Be Empathetic by Design
The most important explanation for AI distrust is its use in customer support channels. Some 53% of consumers would consider switching to a competitor in the event that they came upon an organization was going to make use of AI for customer support.
Customers fear that GenAI will construct a wider gap between them and support agents. They need peace of mind that their issues shall be understood and resolved in the easiest way possible, ideally with managers who’ve the authority to supply complimentary gifts for his or her troubles. Nevertheless, retailers can construct these steps into their automated services. But it surely’s still vital to begin with easy tasks first. Making FAQs and online information more accessible via conversational chatbots are helpful use cases.
At first, more hands on deck to answer customer feedback, confusion, or queries shall be a proactive and welcomed buffer as retailers adapt to GenAI’s capabilities. Real-time feedback from support teams will help retailers imagine all scenarios where tasks are too complex for GenAI tools. In these scenarios, chatbots must direct customers to an agent with a holding message, comparable to: “Offer not helpful? Contact an agent” button. Analyze this feedback day by day until all possible common queries are answered simply and robotically.
It’s essential that each one tasks GenAI tools undertake seamlessly transform into an agent chat that picks up where the chatbot left off if needed. It is also critical that customer support agents remain a key a part of the user journey, saving them for high-value tasks comparable to watching the information and identifying underlying causes of recurring customer issues. This manner, retailers have a basis to propose solutions and stop future problems with automated response channels.
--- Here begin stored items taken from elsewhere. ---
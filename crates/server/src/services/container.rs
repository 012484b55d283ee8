//! Service container - one handle to every application service.

use std::sync::Arc;

use common::JwtConfig;
use sea_orm::DatabaseConnection;

use super::{
    AuthService, Authenticator, Dashboard, DashboardService, RatingManager, RatingService,
    StoreManager, StoreService, UserManager, UserService,
};
use crate::infra::{Persistence, UnitOfWork};

#[cfg(any(test, feature = "test-utils"))]
use mockall::automock;

/// Service container trait for dependency injection.
#[cfg_attr(any(test, feature = "test-utils"), automock)]
pub trait ServiceContainer: Send + Sync {
    fn auth(&self) -> Arc<dyn AuthService>;

    fn users(&self) -> Arc<dyn UserService>;

    fn stores(&self) -> Arc<dyn StoreService>;

    fn ratings(&self) -> Arc<dyn RatingService>;

    fn dashboard(&self) -> Arc<dyn DashboardService>;
}

/// Concrete implementation of ServiceContainer
#[derive(Clone)]
pub struct Services {
    auth_service: Arc<dyn AuthService>,
    user_service: Arc<dyn UserService>,
    store_service: Arc<dyn StoreService>,
    rating_service: Arc<dyn RatingService>,
    dashboard_service: Arc<dyn DashboardService>,
}

impl Services {
    pub fn new(
        auth_service: Arc<dyn AuthService>,
        user_service: Arc<dyn UserService>,
        store_service: Arc<dyn StoreService>,
        rating_service: Arc<dyn RatingService>,
        dashboard_service: Arc<dyn DashboardService>,
    ) -> Self {
        Self {
            auth_service,
            user_service,
            store_service,
            rating_service,
            dashboard_service,
        }
    }

    /// Wire every service over a shared unit of work
    pub fn from_unit_of_work<U: UnitOfWork + 'static>(uow: Arc<U>, jwt: JwtConfig) -> Self {
        Self::new(
            Arc::new(Authenticator::new(uow.clone(), jwt)),
            Arc::new(UserManager::new(uow.clone())),
            Arc::new(StoreManager::new(uow.clone())),
            Arc::new(RatingManager::new(uow.clone())),
            Arc::new(Dashboard::new(uow)),
        )
    }

    /// Create service container from database connection and JWT settings
    pub fn from_connection(db: DatabaseConnection, jwt: JwtConfig) -> Self {
        Self::from_unit_of_work(Arc::new(Persistence::new(db)), jwt)
    }
}

impl ServiceContainer for Services {
    fn auth(&self) -> Arc<dyn AuthService> {
        self.auth_service.clone()
    }

    fn users(&self) -> Arc<dyn UserService> {
        self.user_service.clone()
    }

    fn stores(&self) -> Arc<dyn StoreService> {
        self.store_service.clone()
    }

    fn ratings(&self) -> Arc<dyn RatingService> {
        self.rating_service.clone()
    }

    fn dashboard(&self) -> Arc<dyn DashboardService> {
        self.dashboard_service.clone()
    }
}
Whether retailers decide to adopt GenAI or not, competitors, customers, and malicious actors will. Preparing team members with easy use cases will help them adjust to latest ways of working and higher understand the brand new potential threatscape. Retailers can leverage out-of-the-box tools and trial GenAI projects in a phased approach, constructing on their teams’ knowledge and expertise with more advanced algorithms every time a project is fulfilled successfully. By automating the transactional tasks and keeping an authority team of human agents, customers can enjoy quicker access to desired products and feel reassured there’s an agent a call away in the event that they need them.